Maliye Bakanı Şimşek, kamuda bunu başarmaya çalıştıklarını ifade ederek, şöyle devam etti:
"Biz bir anlamda makro ihtiyatı tedbir peşindeyiz. Dünyadaki uygulamaları baz alırsak düzenlemenin kayıt dışına iteceğine inanmıyorum. Kredi kartının yaygınlaşması tabii ki kayıt dışılığı azaltır, biz bu anlamda kredi kartlarının yaygınlaşmasını destekliyoruz, bir anlamda teşvik gerekiyorsa onu da vermemiz lazım. 'Kredi kartına makro ihtiyatı tedbirler kayıt dışını artırır' diye biz onlardan vazgeçmeyiz. Temelde doğru bir yaklaşımdır, tüketicilerin rasyonel olması lazım, üstesinden gelebileceği borcu yüklenmesi lazım.
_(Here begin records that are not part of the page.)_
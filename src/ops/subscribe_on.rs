use crate::{
  observable::{Observable, ObservableExt},
  observer::Observer,
  scheduler::Scheduler,
  subscriber::Subscriber,
};

#[derive(Clone)]
pub struct SubscribeOnOp<S, SD> {
  pub(crate) source: S,
  pub(crate) scheduler: SD,
}

impl<Item, S, SD, O> Observable<Item, O> for SubscribeOnOp<S, SD>
where
  O: Observer<Item> + Send + 'static,
  S: Observable<Item, O> + Send + 'static,
  SD: Scheduler,
{
  fn actual_subscribe(self, subscriber: Subscriber<O>) {
    if subscriber.is_cancelled() {
      return;
    }
    let source = self.source;
    log::trace!("subscription scheduled on {:?}", self.scheduler.kind());
    self.scheduler.schedule(move || source.actual_subscribe(subscriber));
  }
}

impl<Item, S, SD> ObservableExt<Item> for SubscribeOnOp<S, SD> where S: ObservableExt<Item> {}
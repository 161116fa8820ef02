//! Prelude module for convenient imports
//!
//! This module re-exports commonly used types and traits for easy access.

// Core traits
pub use crate::observable::{self, Observable, ObservableExt};
// Observer
pub use crate::observer::{Emission, Emitter, Observer, ObserverAll};
// Errors
pub use crate::error::RxError;
// Operators
pub use crate::ops::complete_status::CompleteStatus;
// Schedulers
pub use crate::scheduler::{
  computation, current_kind, immediate, io, new_thread, ComputationScheduler, ImmediateScheduler,
  IoScheduler, NewThreadScheduler, PoolConfig, Scheduler, SchedulerKind,
};
// Subscription
pub use crate::{
  subscriber::Subscriber,
  subscription::{Subscription, SubscriptionGuard},
};
pub use crate::just;
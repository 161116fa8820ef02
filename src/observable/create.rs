use std::{
  marker::PhantomData,
  panic::{self, AssertUnwindSafe},
};

use crate::{
  error::RxError,
  observable::{Observable, ObservableExt},
  observer::{Emitter, Observer},
  subscriber::Subscriber,
};

/// Creates an observable from a producer function.
///
/// The producer receives an [`Emitter`], emits zero or more values and then
/// exactly one terminal event. Returning `Err(e)` before a terminal event
/// delivers `e` as the error; a panic is caught and delivered as
/// [`RxError::Panicked`]. Anything after the terminal event is dropped.
///
/// ```
/// use rxstream::prelude::*;
///
/// observable::create(|s| {
///   s.next("hello1");
///   s.next("hello2");
///   s.complete();
///   Ok(())
/// })
/// .subscribe(|v| println!("{v}"));
/// ```
pub fn create<F, Item>(producer: F) -> Create<F, Item>
where
  F: FnOnce(&mut dyn Emitter<Item>) -> Result<(), RxError>,
{
  Create { producer, _hint: PhantomData }
}

/// Observable created from a function.
///
/// This struct is created by [`create`]. It is `Clone` when the producer is,
/// and every subscription runs its own copy of the producer.
#[derive(Clone)]
pub struct Create<F, Item> {
  producer: F,
  _hint: PhantomData<fn() -> Item>,
}

struct CreateEmitter<O>(Subscriber<O>);

impl<Item, O> Emitter<Item> for CreateEmitter<O>
where
  O: Observer<Item>,
{
  #[inline]
  fn next(&mut self, value: Item) { self.0.next(value) }

  #[inline]
  fn error(&mut self, err: RxError) { self.0.error(err) }

  #[inline]
  fn complete(&mut self) { self.0.complete() }

  #[inline]
  fn is_cancelled(&self) -> bool { Observer::<Item>::is_finished(&self.0) }
}

impl<F, Item, O> Observable<Item, O> for Create<F, Item>
where
  O: Observer<Item>,
  F: FnOnce(&mut dyn Emitter<Item>) -> Result<(), RxError>,
{
  fn actual_subscribe(self, subscriber: Subscriber<O>) {
    if subscriber.is_cancelled() {
      return;
    }
    let mut emitter = CreateEmitter(subscriber);
    let producer = self.producer;
    let result = panic::catch_unwind(AssertUnwindSafe(|| producer(&mut emitter)));
    let err = match result {
      Ok(Ok(())) => return,
      Ok(Err(err)) => err,
      Err(payload) => RxError::from_panic(payload),
    };
    // Dropped by the subscriber when the producer already terminated.
    Observer::<Item>::error(&mut emitter.0, err);
  }
}

impl<F, Item> ObservableExt<Item> for Create<F, Item> where
  F: FnOnce(&mut dyn Emitter<Item>) -> Result<(), RxError>
{
}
Hedefimiz bu, bence uzun vadede doğru bir karar."
"BÜTÇE HEDEFLERİNİN GERÇEKÇİ OLDUĞU KANISINDAYIM"
Türkiye'de iç talepte zayıflama olması halinde bunun vergi gelirlerine olumsuz yansımasının olabileceğini belirten Şimşek, "Liradaki değer kaybı, bu haliyle bile kalsa bunun kurumlar vergisine yansıması olumsuz olur. Çünkü kurumlar kur zararlarını, kur farklarını yansıtacaklardır. Bunu görmemiz lazım. Dolayısıyla olup bitenler mali dengelere yansımaz demek yanlış olur. Ama 2014 bütçesini hazırlanırken her ne kadar siyasi operasyonu öngörmediysek de biz aslında son derece temkinli yaklaşım içine girdik. 2014 bütçesi üzerinde çalışmaya başlayınca temel referans noktamız şuydu: 2014 yılında Amerikan Merkez Bankası parasal sıkılaştırmaya gidebilir. Bu anlamda biz, son derece temkinli, muhafazakar bir varsayımla yola çıktık" diye konuştu.
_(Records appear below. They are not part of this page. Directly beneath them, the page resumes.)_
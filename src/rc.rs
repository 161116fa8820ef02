use std::sync::{Arc, Mutex, MutexGuard, PoisonError};

/// Shared mutable state crossing scheduler threads.
///
/// A panicking observer callback poisons the mutex it was called under; the
/// state itself is still consistent (every mutation happens before the
/// callback), so poisoning is recovered instead of spreading the panic to the
/// next thread that touches the subscription.
pub(crate) struct MutArc<T>(Arc<Mutex<T>>);

impl<T> MutArc<T> {
  pub(crate) fn own(t: T) -> Self { Self(Arc::new(Mutex::new(t))) }

  #[inline]
  pub(crate) fn rc_deref_mut(&self) -> MutexGuard<'_, T> {
    self.0.lock().unwrap_or_else(PoisonError::into_inner)
  }
}

impl<T> Clone for MutArc<T> {
  fn clone(&self) -> Self { Self(self.0.clone()) }
}

#[inline]
pub(crate) fn lock<T>(mutex: &Mutex<T>) -> MutexGuard<'_, T> {
  mutex.lock().unwrap_or_else(PoisonError::into_inner)
}
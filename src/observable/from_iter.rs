use std::iter::{Repeat, Take};

use crate::{
  observable::{Observable, ObservableExt},
  observer::Observer,
  subscriber::Subscriber,
};

/// Creates an observable that produces values from an iterator.
///
/// Completes when all elements have been emitted. Never emits an error.
/// Stops early when the subscription is cancelled between two elements.
///
/// # Examples
///
/// ```
/// use rxstream::prelude::*;
///
/// observable::from_iter(vec!["1", "2"])
///   .subscribe(|v| println!("{v}"));
/// ```
pub fn from_iter<Iter>(iter: Iter) -> ObservableIter<Iter>
where
  Iter: IntoIterator,
{
  ObservableIter(iter)
}

#[derive(Clone)]
pub struct ObservableIter<Iter>(Iter);

impl<Iter, O> Observable<Iter::Item, O> for ObservableIter<Iter>
where
  Iter: IntoIterator,
  O: Observer<Iter::Item>,
{
  fn actual_subscribe(self, mut subscriber: Subscriber<O>) {
    for v in self.0 {
      if subscriber.is_finished() {
        return;
      }
      subscriber.next(v);
    }
    subscriber.complete();
  }
}

impl<Iter> ObservableExt<Iter::Item> for ObservableIter<Iter> where Iter: IntoIterator {}

/// Creates an observable producing a multiple values.
///
/// Completes immediately after emitting the values given. Never emits an
/// error.
///
/// ```
/// use rxstream::{just, prelude::*};
///
/// just!("a", "b", "c").subscribe(|v| println!("{v}"));
/// ```
#[macro_export]
macro_rules! just {
  ($($item:expr),* $(,)?) => {
    $crate::observable::from_iter([$($item),*])
  };
}

/// Creates an observable producing same value repeated N times.
///
/// Completes immediately after emitting N values. Never emits an error.
pub fn repeat<Item>(v: Item, n: usize) -> ObservableIter<Take<Repeat<Item>>>
where
  Item: Clone,
{
  from_iter(std::iter::repeat(v).take(n))
}

#[cfg(test)]
mod test {
  use std::sync::{
    atomic::{AtomicUsize, Ordering},
    Arc, Mutex,
  };

  use crate::{prelude::*, test_util::recorder};

  #[test]
  fn from_range() {
    let (record, observer) = recorder();
    observable::from_iter(0..100).subscribe_with(observer);
    let events = record.events();
    assert_eq!(events.len(), 101);
    assert_eq!(record.values(), (0..100).collect::<Vec<_>>());
    assert_eq!(events.last(), Some(&Emission::Completed));
  }

  #[test]
  fn from_empty_vec() {
    let (record, observer) = recorder::<i32>();
    observable::from_iter(vec![]).subscribe_with(observer);
    assert_eq!(record.events(), vec![Emission::Completed]);
  }

  #[test]
  fn just_emits_arguments_in_order() {
    let (record, observer) = recorder();
    just!("a", "b", "c").subscribe_with(observer);
    assert_eq!(
      record.events(),
      vec![Emission::Next("a"), Emission::Next("b"), Emission::Next("c"), Emission::Completed]
    );
  }

  #[test]
  fn resubscribe_after_cancel_is_independent() {
    let o = just!(1, 2, 3);

    let first = Arc::new(Mutex::new(vec![]));
    o.clone().subscribe_with(CancelAfterFirst { seen: first.clone() });
    assert_eq!(*first.lock().unwrap(), vec![1]);

    let mut second = vec![];
    o.subscribe(|v| second.push(v));
    assert_eq!(second, vec![1, 2, 3]);
  }

  struct CancelAfterFirst {
    seen: Arc<Mutex<Vec<i32>>>,
  }

  impl Observer<i32> for CancelAfterFirst {
    fn next(&mut self, v: i32) { self.seen.lock().unwrap().push(v); }
    fn error(&mut self, _: RxError) {}
    fn complete(&mut self) {}
    fn is_finished(&self) -> bool { !self.seen.lock().unwrap().is_empty() }
  }

  #[test]
  fn repeat_three_times() {
    let hits = AtomicUsize::new(0);
    observable::repeat(123, 3).subscribe(|v| {
      assert_eq!(v, 123);
      hits.fetch_add(1, Ordering::Relaxed);
    });
    assert_eq!(hits.load(Ordering::Relaxed), 3);
  }
}
use std::{
  io,
  sync::{
    atomic::{AtomicUsize, Ordering},
    Arc,
  },
};

use once_cell::sync::Lazy;
use tokio::runtime::{Builder, Runtime};

use super::{
  mark_current_thread, run_unit, NewThreadScheduler, PoolConfig, Scheduler, SchedulerKind,
};

static DEFAULT_POOL: Lazy<IoScheduler> = Lazy::new(|| {
  IoScheduler::with_config(PoolConfig::default()).unwrap_or_else(|err| {
    log::error!("failed to start the io pool: {err}; falling back to new threads");
    IoScheduler { pool: None }
  })
});

/// Unbounded pool for blocking units, backed by the tokio blocking pool.
///
/// Threads are created on demand and kept idle for
/// [`PoolConfig::io_keep_alive`] before they exit.
#[derive(Clone)]
pub struct IoScheduler {
  pool: Option<Arc<IoPool>>,
}

struct IoPool(Option<Runtime>);

impl Drop for IoPool {
  fn drop(&mut self) {
    // The last handle may be dropped on one of the pool's own threads, where a
    // blocking shutdown is not allowed.
    if let Some(runtime) = self.0.take() {
      runtime.shutdown_background();
    }
  }
}

impl IoScheduler {
  pub(crate) fn shared() -> Self { DEFAULT_POOL.clone() }

  /// Starts a private pool, shut down once every clone is dropped.
  pub fn with_config(config: PoolConfig) -> io::Result<Self> {
    let prefix = config.thread_name_prefix.clone();
    let index = AtomicUsize::new(0);
    let runtime = Builder::new_multi_thread()
      .worker_threads(1)
      .max_blocking_threads(config.io_max_threads)
      .thread_keep_alive(config.io_keep_alive)
      .thread_name_fn(move || format!("{prefix}-io-{}", index.fetch_add(1, Ordering::Relaxed)))
      .on_thread_start(|| mark_current_thread(SchedulerKind::Io))
      .build()?;
    log::debug!("io pool started, keep alive {:?}", config.io_keep_alive);
    Ok(IoScheduler { pool: Some(Arc::new(IoPool(Some(runtime)))) })
  }
}

impl Scheduler for IoScheduler {
  fn schedule<T>(&self, task: T)
  where
    T: FnOnce() + Send + 'static,
  {
    match self.pool.as_ref().and_then(|pool| pool.0.as_ref()) {
      Some(runtime) => {
        runtime.spawn_blocking(move || run_unit(SchedulerKind::Io, task));
      }
      None => NewThreadScheduler::default().schedule(task),
    }
  }

  #[inline]
  fn kind(&self) -> SchedulerKind { SchedulerKind::Io }
}

impl std::fmt::Debug for IoScheduler {
  fn fmt(&self, f: &mut std::fmt::Formatter<'_>) -> std::fmt::Result {
    f.debug_struct("IoScheduler").field("running", &self.pool.is_some()).finish()
  }
}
2014'te bütçe gelirlerinin yüzde 3,5 artacağını varsaydıklarını söyleyen Şimşek, "Son gelişmelerin parasal sıkılaştırma dahil olmak üzere, bütçeye yansımasının sınırlı olacağı kanısındayım. Bütçe hedeflerinin gerçekçi olduğu kanısındayım" dedi.